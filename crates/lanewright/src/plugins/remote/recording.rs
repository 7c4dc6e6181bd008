//! In-memory canvas and task clients
//!
//! Both clients hand out sequential ids and keep a log of every call. A
//! queue of injected failures lets tests script remote errors.

use std::collections::VecDeque;

use serde::Serialize;
use tracing::trace;

use super::{BoardRef, CanvasClient, ConnectorRequest, RemoteId, ShapeRequest, TaskClient, TaskRequest};
use crate::core::RemoteApiError;

/// One call received by [`RecordingCanvas`]
#[derive(Debug, Clone, PartialEq, Serialize)]
#[serde(tag = "call", rename_all = "snake_case")]
pub enum CanvasCall {
    CreateBoard {
        name: String,
        description: String,
        id: RemoteId,
    },
    CreateShape {
        board_id: RemoteId,
        request: ShapeRequest,
        id: RemoteId,
    },
    CreateConnector {
        board_id: RemoteId,
        request: ConnectorRequest,
        id: RemoteId,
    },
}

/// Canvas client that records instead of calling a service
#[derive(Debug, Default)]
pub struct RecordingCanvas {
    calls: Vec<CanvasCall>,
    failures: VecDeque<RemoteApiError>,
    attempts: usize,
    next_id: usize,
}

impl RecordingCanvas {
    pub fn new() -> Self {
        Self::default()
    }

    /// Fail the next call with `error` (queued, one per call)
    pub fn fail_next(&mut self, error: RemoteApiError) {
        self.failures.push_back(error);
    }

    /// Successful calls in order
    pub fn calls(&self) -> &[CanvasCall] {
        &self.calls
    }

    /// Every call received, failed ones included
    pub fn attempts(&self) -> usize {
        self.attempts
    }

    fn begin(&mut self) -> Result<RemoteId, RemoteApiError> {
        self.attempts += 1;
        if let Some(error) = self.failures.pop_front() {
            trace!(error = %error, "Injected canvas failure");
            return Err(error);
        }
        self.next_id += 1;
        Ok(self.next_id.to_string())
    }
}

impl CanvasClient for RecordingCanvas {
    fn create_board(&mut self, name: &str, description: &str) -> Result<BoardRef, RemoteApiError> {
        let id = format!("board-{}", self.begin()?);
        self.calls.push(CanvasCall::CreateBoard {
            name: name.to_string(),
            description: description.to_string(),
            id: id.clone(),
        });
        Ok(BoardRef {
            url: format!("https://canvas.invalid/board/{}", id),
            id,
        })
    }

    fn create_shape(
        &mut self,
        board: &BoardRef,
        request: &ShapeRequest,
    ) -> Result<RemoteId, RemoteApiError> {
        let id = format!("shape-{}", self.begin()?);
        self.calls.push(CanvasCall::CreateShape {
            board_id: board.id.clone(),
            request: request.clone(),
            id: id.clone(),
        });
        Ok(id)
    }

    fn create_connector(
        &mut self,
        board: &BoardRef,
        request: &ConnectorRequest,
    ) -> Result<RemoteId, RemoteApiError> {
        let id = format!("connector-{}", self.begin()?);
        self.calls.push(CanvasCall::CreateConnector {
            board_id: board.id.clone(),
            request: request.clone(),
            id: id.clone(),
        });
        Ok(id)
    }
}

/// One call received by [`RecordingTaskClient`]
#[derive(Debug, Clone, PartialEq, Eq, Serialize)]
#[serde(tag = "call", rename_all = "snake_case")]
pub enum TaskCall {
    CreateTask { request: TaskRequest, id: RemoteId },
    AddComment { task_id: RemoteId, text: String, id: RemoteId },
}

/// Task client that records instead of calling a service
#[derive(Debug, Default)]
pub struct RecordingTaskClient {
    calls: Vec<TaskCall>,
    failures: VecDeque<RemoteApiError>,
    attempts: usize,
    next_id: usize,
}

impl RecordingTaskClient {
    pub fn new() -> Self {
        Self::default()
    }

    pub fn fail_next(&mut self, error: RemoteApiError) {
        self.failures.push_back(error);
    }

    pub fn calls(&self) -> &[TaskCall] {
        &self.calls
    }

    pub fn attempts(&self) -> usize {
        self.attempts
    }

    fn begin(&mut self) -> Result<usize, RemoteApiError> {
        self.attempts += 1;
        if let Some(error) = self.failures.pop_front() {
            trace!(error = %error, "Injected task failure");
            return Err(error);
        }
        self.next_id += 1;
        Ok(self.next_id)
    }
}

impl TaskClient for RecordingTaskClient {
    fn create_task(&mut self, request: &TaskRequest) -> Result<RemoteId, RemoteApiError> {
        let id = format!("task-{}", self.begin()?);
        self.calls.push(TaskCall::CreateTask {
            request: request.clone(),
            id: id.clone(),
        });
        Ok(id)
    }

    fn add_comment(&mut self, task_id: &str, text: &str) -> Result<RemoteId, RemoteApiError> {
        let id = format!("comment-{}", self.begin()?);
        self.calls.push(TaskCall::AddComment {
            task_id: task_id.to_string(),
            text: text.to_string(),
            id: id.clone(),
        });
        Ok(id)
    }
}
---+---
*PROBLEM*: The lines sought are those in the data above that include the string "impl"; copy each one.

*EXERCISE SOLUTION*:
impl RecordingCanvas {
impl CanvasClient for RecordingCanvas {
impl RecordingTaskClient {
impl TaskClient for RecordingTaskClient {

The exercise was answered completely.